A guidare il match sarà Danny Makkelie, fischietto internazionale tra i più esperti in ambito UEFA, chiamato a gestire una sfida ad altissima pressione.
Danny Makkelie, nato a Willemstad nel 1983, è uno degli arbitri più affidabili del panorama europeo. Internazionale dal 2011, ha diretto gare di altissimo livello tra Champions League, Europa League e competizioni per nazionali.
Tra i momenti più importanti della sua carriera spicca la finale di UEFA Europa League 2020, oltre a numerose partite nelle principali competizioni UEFA. Il suo stile è improntato al controllo della gara e alla gestione equilibrata dei momenti più delicati.
I precedenti tra Nazionale italiana di calcio e Makkelie sono positivi.
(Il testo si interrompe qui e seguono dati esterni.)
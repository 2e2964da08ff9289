use winit::event_loop::{EventLoopClosed, EventLoopProxy};

use super::pacer::{ContextHandle, FrameTarget, PacerState};
use crate::error::SurfaceError;
use crate::surface::cursor::{CursorImage, CursorKind};

/// Requests delivered to the native loop, which owns the window and the
/// pacer.
#[derive(Debug)]
pub enum SurfaceCommand {
    SetFrameRate(f32),
    Pause,
    Resume,
    Stop,
    Exit,
    SetSize { width: i32, height: i32 },
    SetTitle(String),
    SetVisible(bool),
    SetResizable(bool),
    SetAlwaysOnTop(bool),
    SetLocation { x: i32, y: i32 },
    SetCursor(i32),
    SetCustomCursor(CursorImage),
    ShowCursor,
    HideCursor,
    SetIcon {
        rgba: Vec<u8>,
        width: u32,
        height: u32,
    },
    /// The pacer halted on a fault; the loop closes and re-raises it.
    Faulted,
}

pub type SurfaceCommandProxy = EventLoopProxy<SurfaceCommand>;

/// Thread-safe handle to a running onscreen surface. Context work runs
/// directly on the context-owning thread; window and pacer changes are
/// posted to the native loop.
pub struct SurfaceControl<T: FrameTarget> {
    proxy: SurfaceCommandProxy,
    context: ContextHandle<T>,
}

impl<T: FrameTarget> Clone for SurfaceControl<T> {
    fn clone(&self) -> Self {
        Self {
            proxy: self.proxy.clone(),
            context: self.context.clone(),
        }
    }
}

impl<T: FrameTarget> SurfaceControl<T> {
    pub fn new(proxy: SurfaceCommandProxy, context: ContextHandle<T>) -> Self {
        Self { proxy, context }
    }

    /// Runs `f` on the context-owning thread and waits for it.
    pub fn render<R, F>(&self, f: F) -> Result<R, SurfaceError>
    where
        F: FnOnce(&mut T) -> R + Send + 'static,
        R: Send + 'static,
    {
        self.context.render(f)
    }

    pub fn send(&self, command: SurfaceCommand) -> Result<(), SurfaceError> {
        self.proxy.send_event(command).map_err(|EventLoopClosed(command)| {
            SurfaceError::EventLoop(format!(
                "event loop closed, dropped {:?}",
                command
            ))
        })
    }

    pub fn state(&self) -> PacerState {
        self.context.state()
    }

    pub fn frame_count(&self) -> u64 {
        self.context.frame_count()
    }

    pub fn set_frame_rate(&self, fps: f32) -> Result<(), SurfaceError> {
        self.send(SurfaceCommand::SetFrameRate(fps))
    }

    pub fn pause(&self) -> Result<(), SurfaceError> {
        self.send(SurfaceCommand::Pause)
    }

    pub fn resume(&self) -> Result<(), SurfaceError> {
        self.send(SurfaceCommand::Resume)
    }

    /// Stops animating; the window stays open.
    pub fn stop(&self) -> Result<(), SurfaceError> {
        self.send(SurfaceCommand::Stop)
    }

    pub fn exit(&self) -> Result<(), SurfaceError> {
        self.send(SurfaceCommand::Exit)
    }

    pub fn set_size(
        &self,
        width: i32,
        height: i32,
    ) -> Result<(), SurfaceError> {
        self.send(SurfaceCommand::SetSize { width, height })
    }

    pub fn set_title(
        &self,
        title: impl Into<String>,
    ) -> Result<(), SurfaceError> {
        self.send(SurfaceCommand::SetTitle(title.into()))
    }

    pub fn set_visible(&self, visible: bool) -> Result<(), SurfaceError> {
        self.send(SurfaceCommand::SetVisible(visible))
    }

    pub fn set_resizable(&self, resizable: bool) -> Result<(), SurfaceError> {
        self.send(SurfaceCommand::SetResizable(resizable))
    }

    pub fn set_always_on_top(&self, on_top: bool) -> Result<(), SurfaceError> {
        self.send(SurfaceCommand::SetAlwaysOnTop(on_top))
    }

    pub fn set_location(&self, x: i32, y: i32) -> Result<(), SurfaceError> {
        self.send(SurfaceCommand::SetLocation { x, y })
    }

    pub fn set_cursor(&self, kind: CursorKind) -> Result<(), SurfaceError> {
        self.send(SurfaceCommand::SetCursor(kind.code()))
    }

    /// Unknown codes are reported by the loop with a warning.
    pub fn set_cursor_code(&self, code: i32) -> Result<(), SurfaceError> {
        self.send(SurfaceCommand::SetCursor(code))
    }

    pub fn set_custom_cursor(
        &self,
        image: CursorImage,
    ) -> Result<(), SurfaceError> {
        self.send(SurfaceCommand::SetCustomCursor(image))
    }

    pub fn show_cursor(&self) -> Result<(), SurfaceError> {
        self.send(SurfaceCommand::ShowCursor)
    }

    pub fn hide_cursor(&self) -> Result<(), SurfaceError> {
        self.send(SurfaceCommand::HideCursor)
    }

    pub fn set_icon(
        &self,
        rgba: Vec<u8>,
        width: u32,
        height: u32,
    ) -> Result<(), SurfaceError> {
        self.send(SurfaceCommand::SetIcon {
            rgba,
            width,
            height,
        })
    }
}
use std::sync::mpsc::{self, Receiver, Sender};

use bitflags::bitflags;

/// Character carried by key events that have no printable representation.
pub const CODED: char = '\u{ffff}';

bitflags! {
    #[derive(Clone, Copy, Debug, Default, Eq, Hash, PartialEq)]
    pub struct Modifiers: u8 {
        const SHIFT = 1;
        const CTRL = 1 << 1;
        const META = 1 << 2;
        const ALT = 1 << 3;
    }
}

#[derive(Clone, Copy, Debug, Eq, PartialEq)]
pub enum PointerAction {
    Press,
    Release,
    Click,
    Drag,
    Move,
    Wheel,
    Enter,
    Exit,
}

#[derive(Clone, Copy, Debug, Default, Eq, PartialEq)]
pub enum PointerButton {
    #[default]
    None,
    Left,
    Center,
    Right,
}

#[derive(Clone, Copy, Debug, PartialEq)]
pub struct PointerEvent {
    pub action: PointerAction,
    pub modifiers: Modifiers,
    pub x: i32,
    pub y: i32,
    pub button: PointerButton,
    /// Click count, or the signed wheel delta for wheel events.
    pub count: i32,
}

#[derive(Clone, Copy, Debug, Eq, PartialEq)]
pub enum KeyAction {
    Press,
    Release,
    Type,
}

#[derive(Clone, Copy, Debug, Eq, PartialEq)]
pub struct KeyEvent {
    pub action: KeyAction,
    pub modifiers: Modifiers,
    pub key: char,
    pub key_code: i32,
    pub coded: bool,
    pub repeat: bool,
}

#[derive(Clone, Copy, Debug, PartialEq)]
pub enum InputEvent {
    Pointer(PointerEvent),
    Key(KeyEvent),
}

impl From<PointerEvent> for InputEvent {
    fn from(event: PointerEvent) -> Self {
        InputEvent::Pointer(event)
    }
}

impl From<KeyEvent> for InputEvent {
    fn from(event: KeyEvent) -> Self {
        InputEvent::Key(event)
    }
}

#[derive(Clone, Copy, Debug, PartialEq)]
pub enum WindowNotice {
    Moved { x: i32, y: i32 },
    Resized { width: u32, height: u32 },
    FocusGained,
    FocusLost,
    CloseRequested,
}

#[derive(Clone, Copy, Debug, PartialEq)]
pub enum SurfaceEvent {
    Input(InputEvent),
    Window(WindowNotice),
}

/// The application's event queue. Posting must never block.
pub trait EventSink: Send + Sync {
    fn post_event(&self, event: InputEvent);

    fn post_notice(&self, _notice: WindowNotice) {}
}

impl EventSink for Sender<SurfaceEvent> {
    fn post_event(&self, event: InputEvent) {
        let _ = self.send(SurfaceEvent::Input(event));
    }

    fn post_notice(&self, notice: WindowNotice) {
        let _ = self.send(SurfaceEvent::Window(notice));
    }
}

pub fn event_channel() -> (Sender<SurfaceEvent>, Receiver<SurfaceEvent>) {
    mpsc::channel()
}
Gli Azzurri, infatti, risultano imbattuti sotto la sua direzione:
Vittoria contro la Nazionale di calcio della Turchia (Euro 2020)
Pareggio contro la Nazionale di calcio del Portogallo (Nations League)
Altri match ufficiali senza sconfitte
Un dato che può rappresentare un segnale incoraggiante in vista di una gara così delicata.
Meno rilevanti e meno frequenti, invece, i precedenti tra Makkelie e la Nazionale di calcio dell'Irlanda del Nord.
Il fischietto olandese ha diretto poche gare della selezione britannica, senza un trend particolarmente significativo come quello registrato con l’Italia.
Il confronto tra Nazionale italiana di calcio e Nazionale di calcio dell'Irlanda del Nord vede storicamente avanti gli Azzurri:
Una tradizione che sorride agli Azzurri, ma che in una gara da dentro o fuori non offre alcuna garanzia.
In partite come questa, il margine di errore è minimo. L’esperienza di Danny Makkelie sarà un fattore importante per mantenere equilibrio e controllo, mentre in campo saranno determinazione e lucidità a fare la differenza.
Italia–Irlanda del Nord si conferma così una sfida aperta, dove storia, pressione e gestione dei momenti chiave si intrecciano in novanta minuti che possono valere un’intera qualificazione.